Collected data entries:
● ● ● ● ● ● ●

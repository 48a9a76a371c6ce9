//! Provisioning requests and their lifecycle states.

use chrono::{DateTime, Utc};
use serde::{Deserialize, Serialize};
use serde_json::Value;
use sqlx::FromRow;
use utoipa::{IntoParams, ToSchema};
use validator::Validate;

use crate::types::{EnvironmentId, RequestId, ResourceTypeId, UserId};

#[derive(Debug, Clone, Copy, PartialEq, Eq, Hash, Serialize, Deserialize, sqlx::Type, ToSchema)]
#[sqlx(type_name = "request_status", rename_all = "snake_case")]
#[serde(rename_all = "snake_case")]
/// Lifecycle state of a provisioning request.
pub enum RequestStatus {
    Draft,
    Pending,
    Approved,
    Rejected,
    Planning,
    Planned,
    Applying,
    Applied,
    Failed,
    Cancelled,
}

impl RequestStatus {
    pub const ALL: [RequestStatus; 10] = [
        RequestStatus::Draft,
        RequestStatus::Pending,
        RequestStatus::Approved,
        RequestStatus::Rejected,
        RequestStatus::Planning,
        RequestStatus::Planned,
        RequestStatus::Applying,
        RequestStatus::Applied,
        RequestStatus::Failed,
        RequestStatus::Cancelled,
    ];

    /// States from which `submit` is legal.
    pub const SUBMITTABLE: [RequestStatus; 2] = [RequestStatus::Draft, RequestStatus::Planned];

    /// States in which a delete removes the record instead of cancelling it.
    pub const DELETABLE: [RequestStatus; 2] = [RequestStatus::Draft, RequestStatus::Rejected];

    pub fn as_str(&self) -> &'static str {
        match self {
            RequestStatus::Draft => "draft",
            RequestStatus::Pending => "pending",
            RequestStatus::Approved => "approved",
            RequestStatus::Rejected => "rejected",
            RequestStatus::Planning => "planning",
            RequestStatus::Planned => "planned",
            RequestStatus::Applying => "applying",
            RequestStatus::Applied => "applied",
            RequestStatus::Failed => "failed",
            RequestStatus::Cancelled => "cancelled",
        }
    }

    /// Explicit transition table. `Planned`, `Planning`, `Applying`, `Applied`
    /// and `Failed` are entered by the out-of-band provisioning pipeline; the
    /// portal itself only drives submit, decision and cancel edges.
    pub fn can_transition_to(&self, next: RequestStatus) -> bool {
        use RequestStatus::*;
        match (self, next) {
            (Draft | Planned, Pending | Approved) => true,
            (Draft, Planned) => true,
            (Pending, Approved | Rejected) => true,
            (Approved, Planning) => true,
            (Planning, Planned | Failed) => true,
            (Planned, Applying) => true,
            (Applying, Applied | Failed) => true,
            (Draft | Rejected | Cancelled, Cancelled) => false,
            (_, Cancelled) => true,
            _ => false,
        }
    }

    pub fn is_submittable(&self) -> bool {
        Self::SUBMITTABLE.contains(self)
    }

    pub fn is_deletable(&self) -> bool {
        Self::DELETABLE.contains(self)
    }
}

impl std::fmt::Display for RequestStatus {
    fn fmt(&self, f: &mut std::fmt::Formatter<'_>) -> std::fmt::Result {
        f.write_str(self.as_str())
    }
}

impl std::str::FromStr for RequestStatus {
    type Err = String;

    fn from_str(s: &str) -> Result<Self, Self::Err> {
        RequestStatus::ALL
            .into_iter()
            .find(|status| status.as_str() == s)
            .ok_or_else(|| format!("unknown request status: {}", s))
    }
}

#[derive(
    Debug, Clone, Copy, PartialEq, Eq, Default, Serialize, Deserialize, sqlx::Type, ToSchema,
)]
#[sqlx(type_name = "request_priority", rename_all = "snake_case")]
#[serde(rename_all = "snake_case")]
pub enum Priority {
    Low,
    #[default]
    Normal,
    High,
}

#[derive(Debug, Clone, PartialEq, Serialize, Deserialize, FromRow, ToSchema)]
/// A request for infrastructure in one environment.
pub struct ProvisionRequest {
    pub id: RequestId,
    pub title: String,
    pub description: Option<String>,
    pub requester_id: UserId,
    pub environment_id: EnvironmentId,
    pub resource_type_id: ResourceTypeId,
    /// Resource configuration, checked against the resource type schema on submit.
    #[sqlx(json)]
    #[schema(value_type = Object)]
    pub configuration: Value,
    /// Plan output attached by the provisioning pipeline.
    pub terraform_plan: Option<String>,
    pub estimated_cost: f64,
    pub status: RequestStatus,
    pub priority: Priority,
    pub submitted_at: Option<DateTime<Utc>>,
    pub completed_at: Option<DateTime<Utc>>,
    pub created_at: DateTime<Utc>,
    pub updated_at: DateTime<Utc>,
    #[serde(skip)]
    pub deleted_at: Option<DateTime<Utc>>,
}

impl ProvisionRequest {
    pub fn new(
        requester_id: UserId,
        environment_id: EnvironmentId,
        resource_type_id: ResourceTypeId,
        title: String,
        description: Option<String>,
        configuration: Value,
        priority: Option<Priority>,
    ) -> Self {
        let now = Utc::now();
        Self {
            id: RequestId::new(),
            title,
            description,
            requester_id,
            environment_id,
            resource_type_id,
            configuration,
            terraform_plan: None,
            estimated_cost: 0.0,
            status: RequestStatus::Draft,
            priority: priority.unwrap_or_default(),
            submitted_at: None,
            completed_at: None,
            created_at: now,
            updated_at: now,
            deleted_at: None,
        }
    }

    pub fn is_owned_by(&self, user_id: UserId) -> bool {
        self.requester_id == user_id
    }

    /// Applies the editable fields of an update payload; absent fields keep their value.
    pub fn apply_update(&mut self, payload: UpdateRequestPayload) {
        if let Some(title) = payload.title {
            self.title = title;
        }
        if let Some(description) = payload.description {
            self.description = Some(description);
        }
        if let Some(configuration) = payload.configuration {
            self.configuration = configuration;
        }
        if let Some(priority) = payload.priority {
            self.priority = priority;
        }
        self.updated_at = Utc::now();
    }
}

#[derive(Debug, Clone, Serialize, Deserialize, Validate, ToSchema)]
pub struct CreateRequestPayload {
    #[validate(length(min = 1, max = 200))]
    pub title: String,
    #[validate(length(max = 2000))]
    pub description: Option<String>,
    pub environment_id: EnvironmentId,
    pub resource_type_id: ResourceTypeId,
    #[schema(value_type = Object)]
    pub configuration: Value,
    pub priority: Option<Priority>,
}

#[derive(Debug, Clone, Default, Serialize, Deserialize, Validate, ToSchema)]
pub struct UpdateRequestPayload {
    #[validate(length(min = 1, max = 200))]
    pub title: Option<String>,
    #[validate(length(max = 2000))]
    pub description: Option<String>,
    #[schema(value_type = Option<Object>)]
    pub configuration: Option<Value>,
    pub priority: Option<Priority>,
}

#[derive(Debug, Clone, Default, Deserialize, Serialize, IntoParams, ToSchema)]
#[into_params(parameter_in = Query)]
pub struct RequestListQuery {
    pub status: Option<RequestStatus>,
    pub environment_id: Option<EnvironmentId>,
    pub limit: Option<i64>,
    pub offset: Option<i64>,
}

#[derive(Debug, Clone, Copy, PartialEq, Eq, Serialize, Deserialize, ToSchema)]
#[serde(rename_all = "snake_case")]
/// What a delete did to the request.
pub enum DeleteOutcome {
    Deleted,
    Cancelled,
}

#[derive(Debug, Clone, Serialize, Deserialize, ToSchema)]
pub struct DeleteRequestResponse {
    pub id: RequestId,
    pub outcome: DeleteOutcome,
    pub message: String,
}

impl DeleteRequestResponse {
    pub fn new(id: RequestId, outcome: DeleteOutcome) -> Self {
        let message = match outcome {
            DeleteOutcome::Deleted => "Request deleted",
            DeleteOutcome::Cancelled => "Request cancelled",
        };
        Self {
            id,
            outcome,
            message: message.to_string(),
        }
    }
}
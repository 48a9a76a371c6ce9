use axum::{
    extract::Request,
    http::{header::HeaderName, HeaderValue},
    middleware::Next,
    response::Response,
};
use tracing::Instrument;
use uuid::Uuid;

const REQUEST_ID_HEADER: &str = "x-request-id";
const CORRELATION_ID_HEADER: &str = "x-correlation-id";

#[derive(Clone, Debug)]
pub struct CorrelationId(pub String);

/// Propagates or mints an `x-request-id` and runs the rest of the stack inside
/// a span carrying it.
pub async fn request_id(mut req: Request, next: Next) -> Response {
    let header_name = HeaderName::from_static(REQUEST_ID_HEADER);

    let id = req
        .headers()
        .get(&header_name)
        .or_else(|| {
            req.headers()
                .get(HeaderName::from_static(CORRELATION_ID_HEADER))
        })
        .and_then(|v| v.to_str().ok())
        .map(|v| v.to_string())
        .unwrap_or_else(|| Uuid::new_v4().to_string());

    req.extensions_mut().insert(CorrelationId(id.clone()));

    let span = tracing::info_span!(
        "request",
        request_id = %id,
        method = %req.method(),
        path = %req.uri().path()
    );
    let mut response = next.run(req).instrument(span).await;

    if let Ok(value) = HeaderValue::from_str(&id) {
        response.headers_mut().insert(header_name, value);
    }

    response
}
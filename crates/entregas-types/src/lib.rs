//! Backend DTOs shared by the core library and the CLI.
//!
//! Field names follow Rust conventions; the backend's Portuguese keys are
//! mapped with `serde(rename)`. Unknown fields are ignored unless a type keeps
//! them in a flattened `extra` map.

pub mod auth;
pub mod community;
pub mod de;
pub mod envelope;
pub mod records;
pub mod reports;
pub mod vehicle;

pub use auth::{CodeDelivery, LoginResponse, RegisterResponse, TokenPair, TwoFactorStatus, User};
pub use community::{CommunityFeed, Post, VehicleAd};
pub use envelope::{Envelope, ListResponse};
pub use records::{ExpenseCategory, ExpenseRecord, WorkRecord};
pub use reports::{CategoryTotal, ExpenseReport, UserStatistics, WorkReport};
pub use vehicle::{Vehicle, VehicleKind};
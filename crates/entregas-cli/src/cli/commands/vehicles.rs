use anyhow::Result;
use entregas_core::auth::AuthSession;
use entregas_core::validation::VehicleForm;

use super::require_signed;
use crate::cli::VehicleArgs;

pub async fn list(session: &AuthSession) -> Result<()> {
    require_signed(session)?;
    let vehicles = session.api().list_vehicles().await?;
    if vehicles.is_empty() {
        println!("No vehicles registered.");
        return Ok(());
    }
    println!("{:>5}  {:<6} {:<20} {:<9} {:>8}", "ID", "TYPE", "MODEL", "PLATE", "KM/L");
    for v in vehicles {
        println!(
            "{:>5}  {:<6} {:<20} {:<9} {:>8.1}",
            v.id.map(|id| id.to_string()).unwrap_or_default(),
            v.kind.as_str(),
            v.model,
            v.plate.as_deref().unwrap_or("-"),
            v.km_per_liter
        );
    }
    Ok(())
}

pub async fn add(session: &AuthSession, args: VehicleArgs) -> Result<()> {
    require_signed(session)?;
    let form = VehicleForm {
        kind: args.kind,
        model: args.model,
        plate: args.plate,
        category: args.category,
        km_per_liter: args.km_per_liter,
    };
    let vehicle = session.api().create_vehicle(&form).await?;
    match vehicle.id {
        Some(id) => println!("✓ Added {} {} (id {id})", vehicle.kind, vehicle.model),
        None => println!("✓ Added {} {}", vehicle.kind, vehicle.model),
    }
    Ok(())
}

pub async fn remove(session: &AuthSession, id: i64) -> Result<()> {
    require_signed(session)?;
    session.api().delete_vehicle(id).await?;
    println!("✓ Removed vehicle {id}");
    Ok(())
}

● ● ● ● ● ● ●

Action item: Which lines above include the word "AuthSession"? Show each one.

Reply to the exercise:
use entregas_core::auth::AuthSession;
pub async fn list(session: &AuthSession) -> Result<()> {
pub async fn add(session: &AuthSession, args: VehicleArgs) -> Result<()> {
pub async fn remove(session: &AuthSession, id: i64) -> Result<()> {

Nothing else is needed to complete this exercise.